Chua Shaun Kai Kiat, Lim Chien Joo, Pua Yong Hao, Yang Su-Yin, Tan Bryan Yijia
Ministry of Health, College of Medicine Building, Singapore.
Department of Orthopedic Surgery, Woodlands Health, National Healthcare Group, Singapore.
Clin Orthop Relat Res. 2025 Apr 1;483(4):667-676. doi: 10.1097/CORR.0000000000003278. Epub 2024 Oct 9.
Beyond knee pain itself, the fear of movement, also known as kinesiophobia, recently has been proposed as a potential factor contributing to disability and functional limitation in patients with knee osteoarthritis (OA). Nevertheless, the available evidence on the association of kinesiophobia with patient-reported outcome measures (PROMs) in knee OA remains limited.
QUESTIONS/PURPOSES: Among patients with nonoperatively treated knee OA, we asked: (1) Is kinesiophobia associated with decreased quality of life (QoL), functional outcomes, and physical activity? (2) What are the patient disease and psychosocial demographic factors associated with kinesiophobia?
This was a multicenter, cross-sectional study of 406 general orthopaedic patients from two urban, referral-based tertiary hospitals in Singapore under a single healthcare group who received nonoperative treatment for knee OA. Between July 2020 and January 2022, a total of 1541 patients were treated for knee OA nonoperatively. Based on that, 60% (923) of patients were rejected due to refusal to participate in the study, 3% (52) of patients were enrolled but did not show up for their appointments for data collection, and a further 10% (160) had incomplete data sets, leaving 26% (406) for this study's analysis. The mean age of patients was 64 ± 8 years, 69% were women, and 81% were Chinese. The level of kinesiophobia in patients was measured using the Brief Fear of Movement scale, a validated 6-item questionnaire ranging from a score of 6 to 24 to measure kinesiophobia in OA, with higher scores representing higher levels of kinesiophobia.

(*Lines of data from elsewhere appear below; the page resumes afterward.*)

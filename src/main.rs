//! # licenser
//!
//! A tool that inserts, removes, or detects license header blocks in source
//! files.

use anyhow::Result;
use licenser::cli::{Cli, run};

fn main() -> Result<()> {
  let cli = Cli::parse_args();
  run(cli)
}
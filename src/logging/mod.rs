//! # Logging Module
//!
//! This module provides logging utilities for the licenser tool, including:
//! - Verbose logging that can be enabled/disabled
//! - Standard info logging with color support
//!
//! The logging system is designed to be simple and efficient, with verbose
//! logs going to stderr and info logs going to stdout for better pipeline
//! integration. Structured diagnostics go through `tracing`, initialized by
//! [`init_tracing`].
//!
//! ## Example
//!
//! ```rust
//! use licenser::logging::{ColorMode, set_verbose};
//! use licenser::{info_log, verbose_log};
//!
//! // Enable verbose logging
//! set_verbose();
//!
//! // Set color mode to Auto (uses owo-colors' automatic TTY detection)
//! ColorMode::Auto.apply();
//!
//! // Log a verbose message (goes to stderr)
//! verbose_log!("Processing file: {}", "example.rs");
//!
//! // Log an info message (goes to stdout)
//! info_log!("License added to: {}", "example.rs");
//! ```

mod modes;

pub use modes::{ColorMode, init_tracing, is_quiet, is_verbose, set_quiet, set_verbose};
use owo_colors::{OwoColorize, Stream};

/// Logs a message to stderr if verbose mode is enabled.
///
/// This macro is used for detailed logging that is only shown when verbose
/// mode is enabled via [`set_verbose`]. It uses the same format string syntax
/// as the standard [`eprintln!`] macro.
#[macro_export]
macro_rules! verbose_log {
    ($($arg:tt)*) => {
        if $crate::logging::is_verbose() {
            eprintln!($($arg)*);
        }
    };
}

/// Logs a message to stdout regardless of verbose mode.
///
/// This macro is used for important information that should always be
/// displayed to the user. It uses the same format string syntax as the
/// standard [`println!`] macro.
#[macro_export]
macro_rules! info_log {
    ($($arg:tt)*) => {
        if !$crate::logging::is_quiet() {
            $crate::logging::print_info_log(&format!($($arg)*));
        }
    };
}

/// Internal function to print info log messages with formatting.
///
/// This function is used by the [`info_log!`] macro to format and print
/// messages with colors if enabled.
///
/// # Parameters
///
/// * `message` - The message to print
pub fn print_info_log(message: &str) {
  println!("{}", message.if_supports_color(Stream::Stdout, |m| m.yellow()));
}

In terms of PROMs, the QoL and functional level of patients were measured using the QoL and activities of daily living (ADL) components of the widely validated 12-item Knee Injury and Osteoarthritis Outcome Score (KOOS-12). The KOOS-12 is a questionnaire consisting of 12 items encompassing three domains (QoL, ADL, and pain), with each item ranging from 0 to 4 and higher scores representing worse outcomes. The University of California, Los Angeles (UCLA) Activity Scale was used to measure the level of physical activity in patients. The UCLA score is a descriptive 10-level activity scale ranging from a score of 1 to 10, with higher scores representing greater physical activity levels. A directed acyclic graph, which is a relationship map used to depict and visualize the confounders between the studied variables, was used to identify the confounders between kinesiophobia and PROMs (QoL, function, and physical activity). An ordinal regression model was used to explore: (1) the association between kinesiophobia (as measured using the Brief Fear of Movement scale) and PROMs (as measured using KOOS QoL, KOOS ADL, and the UCLA Activity Scale), adjusting for key confounders such as age, gender, pain, side of arthritis, OA duration/severity, and psychosocial factors (for example, depression, anxiety, and education levels), and (2) the association between kinesiophobia (Brief Fear of Movement scale) and various patient disease and psychosocial demographic factors.
After accounting for confounders, greater kinesiophobia (higher Brief Fear of Movement scores) was associated with lower QoL (KOOS QoL score adjusted IQR OR 0.69 [95% confidence interval (CI) 0.53 to 0.90]; p = 0.007) and lower physical activity (UCLA score adjusted IQR OR 0.68 [95% CI 0.52 to 0.90]; p = 0.007); however, there was no association between kinesiophobia and function (KOOS ADL score adjusted IQR OR 0.90 [95% CI 0.70 to 1.17]; p = 0.45). After adjusting for age, gender, OA duration, pain, and BMI, higher levels of anxiety (Patient Health Questionnaire 2 [PHQ-2] anxiety score adjusted OR 2.49 [95% CI 1.36 to 4.58]; p = 0.003) and depression (PHQ-2 depression score adjusted OR 3.38 [95% CI 1.73 to 6.62]; p < 0.001) were associated with higher levels of kinesiophobia. Education level, OA disease severity, side of arthritis (unilateral versus bilateral), and history of previous injury or surgery on the knee were not associated with kinesiophobia.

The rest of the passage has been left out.